Colorectal cancer is cancer that starts in either your colon or your rectum, which make up the lower part of your digestive tract. Regular colon screenings are crucial in preventing the development of colon cancer. The Multi-Society Task Force for colon cancer advises that most men and women begin screening for colon cancer at age 50. However, if you have a family history of colon cancer or are at high risk for other reasons, you may need to get screened earlier.
A colonoscopy is the gold standard for screening adults over the age of 50. However, in the event that you do not qualify for a colonoscopy, there are other screenings your doctor may recommend. Talk with your healthcare provider about the pros and cons of each test and which is best for your health needs.
Simple but more frequent: The stool test is probably the simplest test for colon cancer, since you can perform it at home with a kit from your healthcare provider. This method uses a specialized chemical to detect blood in the stool sample, which a doctor will test in the lab. Stool tests like Cologuard are recommended for individuals who are not good candidates for a colonoscopy. If you are at increased risk of colon cancer due to family history or present symptoms, skip this test and consult with your provider about your options. Colon stool screenings are typically performed once a year if the screening comes back clear.
Least invasive but less affordable: A virtual colonoscopy uses a CT scanner to take X-rays of your colon. A doctor will then analyze the images for any abnormalities. If you choose this route, the procedure is recommended to be repeated every five years. Keep in mind that if anything peculiar is found, your provider will most likely follow up with a physical colonoscopy.

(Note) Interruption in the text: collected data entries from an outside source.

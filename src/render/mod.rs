//! CPU rendering of the scene graph and the overlay layers

mod hero;
mod scene_renderer;

pub use hero::HeroParticleLayer;
pub use scene_renderer::{station_labels, SceneRenderer};
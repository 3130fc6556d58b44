use std::path::{Path, PathBuf};
use std::sync::Arc;
use std::thread;

use futures::channel::oneshot;

use crate::error::{Result, SceneError};
use crate::math::Color;

/// Decoded RGBA8 image
#[derive(Debug, Clone, PartialEq)]
pub struct TextureData {
    pub width: u32,
    pub height: u32,
    pub pixels: Vec<[u8; 4]>,
}

impl TextureData {
    /// Average colour of each cell in a `cols` x `rows` grid, row-major from
    /// the top-left of the image
    pub fn downsample(&self, cols: u32, rows: u32) -> Vec<Color> {
        if self.width == 0 || self.height == 0 || self.pixels.len() < (self.width * self.height) as usize {
            return Vec::new();
        }
        let cols = cols.clamp(1, self.width.max(1));
        let rows = rows.clamp(1, self.height.max(1));
        let mut cells = Vec::with_capacity((cols * rows) as usize);

        for row in 0..rows {
            let y0 = row * self.height / rows;
            let y1 = ((row + 1) * self.height / rows).max(y0 + 1).min(self.height);
            for col in 0..cols {
                let x0 = col * self.width / cols;
                let x1 = ((col + 1) * self.width / cols).max(x0 + 1).min(self.width);

                let mut sum = [0u64; 3];
                let mut count = 0u64;
                for y in y0..y1 {
                    for x in x0..x1 {
                        let px = self.pixels[(y * self.width + x) as usize];
                        sum[0] += px[0] as u64;
                        sum[1] += px[1] as u64;
                        sum[2] += px[2] as u64;
                        count += 1;
                    }
                }
                let count = count.max(1);
                cells.push(Color::from_rgba8([
                    (sum[0] / count) as u8,
                    (sum[1] / count) as u8,
                    (sum[2] / count) as u8,
                    255,
                ]));
            }
        }
        cells
    }
}

/// Where map imagery comes from. Called on a background thread.
pub trait TextureSource: Send + Sync {
    fn load(&self, path: &Path) -> Result<TextureData>;
}

/// Decodes image files from disk with the `image` crate
#[derive(Debug, Clone, Copy, Default)]
pub struct ImageFileSource;

impl TextureSource for ImageFileSource {
    fn load(&self, path: &Path) -> Result<TextureData> {
        let image = image::open(path)
            .map_err(|e| SceneError::texture(path, e))?
            .to_rgba8();
        let (width, height) = image.dimensions();
        let pixels = image.pixels().map(|p| p.0).collect();
        Ok(TextureData { width, height, pixels })
    }
}

/// Outcome of polling a [`TextureRequest`]
#[derive(Debug)]
pub enum TexturePoll {
    Pending,
    Ready(TextureData),
    Failed(SceneError),
}

/// One in-flight background image load.
/// The result arrives over a oneshot channel polled once per tick.
#[derive(Debug)]
pub struct TextureRequest {
    path: PathBuf,
    receiver: oneshot::Receiver<Result<TextureData>>,
}

impl TextureRequest {
    /// Start loading `path` on a new thread. Never blocks.
    pub fn spawn(source: Arc<dyn TextureSource>, path: PathBuf) -> Self {
        let (sender, receiver) = oneshot::channel();
        let thread_path = path.clone();

        let spawned = thread::Builder::new()
            .name("map-texture".into())
            .spawn(move || {
                let result = source.load(&thread_path);
                // Receiver gone means the scene was dropped first
                let _ = sender.send(result);
            });
        if let Err(e) = spawned {
            // The closure and its sender are dropped, so polling reports cancellation
            log::debug!("texture thread not started: {e}");
        }

        Self { path, receiver }
    }

    pub fn path(&self) -> &Path {
        &self.path
    }

    pub fn poll(&mut self) -> TexturePoll {
        match self.receiver.try_recv() {
            Ok(None) => TexturePoll::Pending,
            Ok(Some(Ok(texture))) => TexturePoll::Ready(texture),
            Ok(Some(Err(e))) => TexturePoll::Failed(e),
            Err(oneshot::Canceled) => {
                TexturePoll::Failed(SceneError::texture(&self.path, "loader stopped before finishing"))
            }
        }
    }
}

#[cfg(test)]
mod tests {
    use super::*;
    use std::time::{Duration, Instant};

    struct Solid;

    impl TextureSource for Solid {
        fn load(&self, _path: &Path) -> Result<TextureData> {
            Ok(TextureData {
                width: 2,
                height: 2,
                pixels: vec![[200, 100, 0, 255]; 4],
            })
        }
    }

    struct Panicking;

    impl TextureSource for Panicking {
        fn load(&self, _path: &Path) -> Result<TextureData> {
            panic!("decoder blew up")
        }
    }

    fn wait(request: &mut TextureRequest) -> TexturePoll {
        let deadline = Instant::now() + Duration::from_secs(5);
        loop {
            match request.poll() {
                TexturePoll::Pending if Instant::now() < deadline => {
                    thread::sleep(Duration::from_millis(2))
                }
                other => return other,
            }
        }
    }

    #[test]
    fn delivers_loaded_texture() {
        let mut request = TextureRequest::spawn(Arc::new(Solid), "solid.png".into());
        match wait(&mut request) {
            TexturePoll::Ready(texture) => assert_eq!(texture.width, 2),
            other => panic!("unexpected {other:?}"),
        }
    }

    #[test]
    fn missing_file_fails() {
        let mut request = TextureRequest::spawn(
            Arc::new(ImageFileSource),
            "definitely/not/here.jpg".into(),
        );
        assert!(matches!(
            wait(&mut request),
            TexturePoll::Failed(SceneError::TextureLoad { .. })
        ));
    }

    #[test]
    fn loader_panic_reports_failure() {
        let mut request = TextureRequest::spawn(Arc::new(Panicking), "x.png".into());
        assert!(matches!(wait(&mut request), TexturePoll::Failed(_)));
    }

    #[test]
    fn downsample_averages_cells() {
        let texture = TextureData {
            width: 4,
            height: 2,
            pixels: vec![
                [0, 0, 0, 255], [255, 255, 255, 255], [10, 10, 10, 255], [10, 10, 10, 255],
                [0, 0, 0, 255], [255, 255, 255, 255], [10, 10, 10, 255], [10, 10, 10, 255],
            ],
        };
        let cells = texture.downsample(2, 1);
        assert_eq!(cells.len(), 2);
        assert_eq!(cells[0].to_rgba8(1.0)[0], 127);
        assert_eq!(cells[1].to_rgba8(1.0)[0], 10);
    }
}
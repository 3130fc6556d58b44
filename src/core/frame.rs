/// Frame metadata - carries frame number and timing info
#[derive(Debug, Clone, Copy, PartialEq)]
pub struct FrameInfo {
    pub number: u64,
    /// Seconds since the loop started
    pub time: f32,
    /// Seconds since the previous frame
    pub delta: f32,
}

impl FrameInfo {
    pub fn new(number: u64, time: f32, delta: f32) -> Self {
        Self { number, time, delta }
    }
}

/// Text pinned to a screen position, drawn by the presenter's overlay
#[derive(Debug, Clone, PartialEq)]
pub struct ScreenLabel {
    pub text: String,
    pub x: f32,
    pub y: f32,
    pub color: [u8; 3],
    /// 0 hides the label, 1 is fully opaque
    pub emphasis: f32,
}

/// Composited frame handed to a presenter
#[derive(Debug, Clone)]
pub struct RenderedFrame {
    pub info: FrameInfo,
    pub width: u32,
    pub height: u32,
    pub pixels: Vec<[u8; 4]>,
    pub labels: Vec<ScreenLabel>,
    /// Latest frame rate reading, 0 until the first interval closes
    pub fps: f32,
}

impl RenderedFrame {
    /// Pixel buffer as tightly packed RGBA bytes
    pub fn bytes(&self) -> &[u8] {
        bytemuck::cast_slice(&self.pixels)
    }
}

More extensive but thorough: The sigmoidoscopy is one step down from a colonoscopy. This test requires a doctor to insert a short, flexible tube into the lower third of your colon to check for abnormal growths (polyps) or cancer. The test can vary depending on your condition and your healthcare provider's practices, but it typically does not require sedation. This procedure should occur every five years, but again, if any abnormalities are found, you will need a full colonoscopy.
Most in-depth and conclusive: During a colonoscopy, a doctor will use a long tube to check for polyps or cancer in the entire colon, rather than just the lowest third of your colon (like a sigmoidoscopy). Your provider may remove tissue or polyps for further examination and testing. If testing confirms the presence of precancerous cells, removing polyps is a preventative measure that eliminates the cancer’s progression. If needed, he or she may also treat other problems that are found, such as red or swollen tissue, open sores (ulcers) or bleeding. This is typically an out-patient procedure (meaning you don’t have to stay at the hospital overnight) and, depending on the results, is recommended every 5-10 years.
Observe National Colorectal Cancer Awareness Month this March by talking to a provider about your screening options. No matter which test your doctor recommends, the most important thing is that you get regular screenings. Some of these tests may be uncomfortable and even a little embarrassing, but it's important to keep in mind that colorectal cancer can often be easily treated — and even prevented — when caught early.